Gelatinase A transcriptional regulation is the consequence of combinatorial interactions with key promoter and enhancer elements identified within this gene. A potent 40bp enhancer response element, RE-1, located in the near 5′ flanking regions of the rat and human gelatinase A genes drives high-level expression in glomerular mesangial cells (MCs). Southwestern-blot analysis of MC nuclear extracts revealed specific interactions of RE-1 with at least four proteins, of which three have been identified as p53, activator protein 2 and the single-stranded DNA-binding factor Y-box protein-1 (YB-1). In the present study, we report the identification of a fourth 17kDa RE-1-binding protein as the rat homologue (nm23-β) of the human nm23-H1 metastasis suppressor gene. Recombinant nm23-β protein bound only the single-stranded forms of the RE-1 sequence. Mutagenesis revealed direct interaction of nm23-β with a repeat sequence, 5′-GGGTTT-3′, shown previously to specifically interact with YB-1 [Mertens, Harendza, Pollock and Lovett (1997) J. Biol. Chem. 272, 22905—22912], and recombinant nm23-β protein competed for single-stranded YB-1 binding. Transient transfection of MC with an nm23-β expression plasmid within the context of a RE-1/simian virus 40 promoter/luciferase reporter yielded a concentration-dependent repression (80—90%) of luciferase activity in MC and Rat1 fibroblasts. A similar pattern of nm23-β repression was demonstrated within the context of the RE-1/homologous gelatinase A promoter.
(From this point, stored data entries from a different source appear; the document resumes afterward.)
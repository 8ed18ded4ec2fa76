// chat_orders/src/pipelines/mod.rs

//! Pipeline definitions, registered once at startup and dispatched per request by context type.

use crate::errors::AppError;
use std::sync::Arc;
use stepflow::FlowRegistry;

pub mod contexts;
pub mod common_steps;

pub mod cart_pipeline;
pub mod checkout_pipeline;
pub mod order_status_pipeline;
pub mod webhook_pipeline;

pub fn register_all_pipelines(flows: &Arc<FlowRegistry<AppError>>) {
  tracing::info!("Registering pipelines...");

  cart_pipeline::register_add_item_pipeline(flows);
  cart_pipeline::register_remove_item_pipeline(flows);
  checkout_pipeline::register_checkout_pipeline(flows);
  order_status_pipeline::register_order_status_pipeline(flows);
  webhook_pipeline::register_webhook_pipeline(flows);

  tracing::info!("All application pipelines registered.");
}
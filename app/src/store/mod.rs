// chat_orders/src/store/mod.rs

//! Persistence ports. `postgres` backs the server, `in_memory` backs tests and local runs
//! without a database. Both enforce one order per conversation and cascade line deletion.

use crate::errors::Result;
use crate::models::{MenuFilter, NewOrder, NewOrderLine, Order, OrderLine, OrderStatus, Product};
use async_trait::async_trait;
use uuid::Uuid;

pub mod in_memory;
pub mod postgres;

pub use in_memory::{InMemoryCatalog, InMemoryOrderStore};
pub use postgres::{PgCatalog, PgOrderStore};

#[async_trait]
pub trait OrderStore: Send + Sync {
  async fn find_order(&self, order_id: Uuid) -> Result<Option<Order>>;

  async fn find_order_by_conversation(&self, conversation_id: Uuid) -> Result<Option<Order>>;

  /// Fails with `AppError::Conflict` when the conversation already has an order.
  async fn insert_order(&self, new_order: NewOrder) -> Result<Order>;

  /// Overwrites the status, except that a `paid` order stays `paid`. Returns the stored
  /// order, or `None` when no such order exists.
  async fn set_status(&self, order_id: Uuid, status: OrderStatus) -> Result<Option<Order>>;

  async fn insert_line(&self, new_line: NewOrderLine) -> Result<OrderLine>;

  async fn find_line(&self, line_id: Uuid) -> Result<Option<OrderLine>>;

  /// Returns the deleted line, or `None` if it was already gone.
  async fn delete_line(&self, line_id: Uuid) -> Result<Option<OrderLine>>;

  /// Lines of one order, oldest first.
  async fn lines_for_order(&self, order_id: Uuid) -> Result<Vec<OrderLine>>;

  /// The user's orders, newest first, optionally narrowed to one status.
  async fn orders_for_user(&self, user_id: Uuid, status: Option<OrderStatus>) -> Result<Vec<Order>>;
}

#[async_trait]
pub trait Catalog: Send + Sync {
  /// Matching products in catalog order (creation time, then id).
  async fn search(&self, filter: &MenuFilter) -> Result<Vec<Product>>;

  async fn get_product(&self, product_id: Uuid) -> Result<Option<Product>>;

  async fn products_by_ids(&self, product_ids: &[Uuid]) -> Result<Vec<Product>>;
}
// chat_orders/src/state.rs
use crate::config::AppConfig;
use crate::errors::AppError;
use crate::pipelines;
use crate::services::notifier::Notifier;
use crate::services::payment::PaymentProcessor;
use crate::store::{Catalog, OrderStore};
use std::sync::Arc;
use stepflow::FlowRegistry;

#[derive(Clone)]
pub struct AppState {
  pub store: Arc<dyn OrderStore>,
  pub catalog: Arc<dyn Catalog>,
  pub payments: Arc<dyn PaymentProcessor>,
  pub notifier: Arc<dyn Notifier>,
  pub flows: Arc<FlowRegistry<AppError>>,
  pub config: Arc<AppConfig>,
}

impl AppState {
  /// Wires the adapters together and registers every pipeline.
  pub fn new(
    store: Arc<dyn OrderStore>,
    catalog: Arc<dyn Catalog>,
    payments: Arc<dyn PaymentProcessor>,
    notifier: Arc<dyn Notifier>,
    config: Arc<AppConfig>,
  ) -> Self {
    let flows = Arc::new(FlowRegistry::<AppError>::new());
    pipelines::register_all_pipelines(&flows);
    Self {
      store,
      catalog,
      payments,
      notifier,
      flows,
      config,
    }
  }
}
Co-transfection of nm23-β blocked YB-1-mediated activation of transcription and expression of gelatinase A. Nm23-β may be an important physiological regulator of gelatinase A transcription that acts by competitive interference with the single-stranded transactivator YB-1. Gelatinase A is a key mediator of tumour metastasis, suggesting that competitive suppression of transcription by nm23-β (or the human nm23-H1) may be a component of the reduced metastatic capabilities of cells expressing high levels of this protein.